START Supplied records

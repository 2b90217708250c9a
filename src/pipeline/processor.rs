//! Event pipeline: applies the relocation policy to object-creation events.
//!
//! Flow for one event:
//! 1. Evaluate scope and destination (no I/O)
//! 2. Read object metadata, post the discovery notice
//! 3. Copy → notice, delete → notice, relay content → upload, each if enabled
//!
//! Batches are processed sequentially and stop at the first error.

use std::sync::Arc;

use tracing::{error, info, warn};

use crate::chat::ChatApi;
use crate::config::RelayConfig;
use crate::error::Result;
use crate::event::ObjectCreatedEvent;
use crate::pipeline::notices;
use crate::pipeline::policy;
use crate::pipeline::types::{EventOutcome, EventStage};
use crate::storage::ObjectStorage;

/// Orchestrates storage and chat calls for object-creation events.
///
/// Holds no per-event state; the configuration snapshot is passed with each
/// batch.
pub struct EventPipeline {
    storage: Arc<dyn ObjectStorage>,
    chat: Arc<dyn ChatApi>,
}

impl EventPipeline {
    pub fn new(storage: Arc<dyn ObjectStorage>, chat: Arc<dyn ChatApi>) -> Self {
        Self { storage, chat }
    }

    /// Process a batch in order.
    ///
    /// The first failing event aborts the batch: its error is returned and the
    /// events after it are never looked at.
    pub async fn process_batch(
        &self,
        events: &[ObjectCreatedEvent],
        config: &RelayConfig,
    ) -> Result<Vec<EventOutcome>> {
        info!(
            record_count = events.len(),
            "Processing object-created events"
        );

        let mut outcomes = Vec::with_capacity(events.len());
        for event in events {
            outcomes.push(self.process_event(event, config).await?);
        }

        info!(
            record_count = events.len(),
            in_scope = outcomes.iter().filter(|o| o.is_in_scope()).count(),
            "Batch complete"
        );
        Ok(outcomes)
    }

    /// Process one event.
    #[tracing::instrument(skip_all, fields(bucket = %event.bucket, key = %event.object_key))]
    pub async fn process_event(
        &self,
        event: &ObjectCreatedEvent,
        config: &RelayConfig,
    ) -> Result<EventOutcome> {
        let mut stages = Vec::new();

        match self.run(event, config, &mut stages).await {
            Ok(outcome) => Ok(outcome),
            Err(e) => {
                error!(
                    error = %e,
                    source = ?std::error::Error::source(&e),
                    last_stage = %stages.last().copied().unwrap_or(EventStage::Received),
                    "Event processing failed"
                );
                Err(e)
            }
        }
    }

    async fn run(
        &self,
        event: &ObjectCreatedEvent,
        config: &RelayConfig,
        stages: &mut Vec<EventStage>,
    ) -> Result<EventOutcome> {
        info!(location = %event.location(), "New file detected");
        stages.push(EventStage::Received);

        let decision = policy::evaluate(event, config)?;
        stages.push(EventStage::ScopeChecked);

        if !decision.in_scope {
            info!("Event outside configured source bucket/prefix, nothing to do");
            return Ok(EventOutcome::OutOfScope);
        }

        info!(
            file_name = %decision.file_name,
            destination = %format!("s3://{}/{}", config.dest_bucket, decision.destination_key),
            "Criteria for action met"
        );

        let metadata = self
            .storage
            .head_object(&event.bucket, &event.object_key)
            .await?;
        info!(
            size_bytes = metadata.content_length.unwrap_or_default(),
            content_type = metadata.content_type.as_deref().unwrap_or("unknown"),
            "Object metadata read"
        );

        let token = &config.chat_token;

        self.chat
            .post_message(token, &notices::discovered(config, event))
            .await?;
        stages.push(EventStage::NotifiedDiscovery);
        info!("Discovery notice sent");

        if config.copy_enabled {
            self.storage
                .copy_object(
                    &event.bucket,
                    &event.object_key,
                    &config.dest_bucket,
                    &decision.destination_key,
                )
                .await?;
            stages.push(EventStage::Copied);

            self.chat
                .post_message(
                    token,
                    &notices::copied(config, event, &decision.destination_key),
                )
                .await?;
            stages.push(EventStage::NotifiedCopy);
        }

        if config.delete_after_copy {
            if !config.copy_enabled {
                warn!("Deleting original although copying is disabled");
            }
            self.storage
                .delete_object(&event.bucket, &event.object_key)
                .await?;
            stages.push(EventStage::Deleted);

            self.chat
                .post_message(
                    token,
                    &notices::moved(config, event, &decision.destination_key),
                )
                .await?;
            stages.push(EventStage::NotifiedDelete);
        }

        if config.relay_to_chat {
            info!(
                location = %format!("s3://{}/{}", config.dest_bucket, decision.destination_key),
                "Reading file content to relay to chat"
            );
            let bytes = self
                .storage
                .get_object(&config.dest_bucket, &decision.destination_key)
                .await?;

            let channel_id = self
                .chat
                .resolve_channel_id(token, &config.chat_channel_name)
                .await?;

            self.chat
                .upload_file(
                    token,
                    &decision.file_name,
                    bytes,
                    &channel_id,
                    &config.upload_comment,
                )
                .await?;
            stages.push(EventStage::RelayedToChat);
        }

        stages.push(EventStage::Done);
        info!(stages = stages.len(), "Event processed");

        Ok(EventOutcome::Completed {
            destination_key: decision.destination_key,
            stages: stages.clone(),
        })
    }
}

END Supplied records

Action item:
Scan the entries above for the word "tracing". Report the lines that hold it.

Exercise solution:
use tracing::{error, info, warn};
    #[tracing::instrument(skip_all, fields(bucket = %event.bucket, key = %event.object_key))]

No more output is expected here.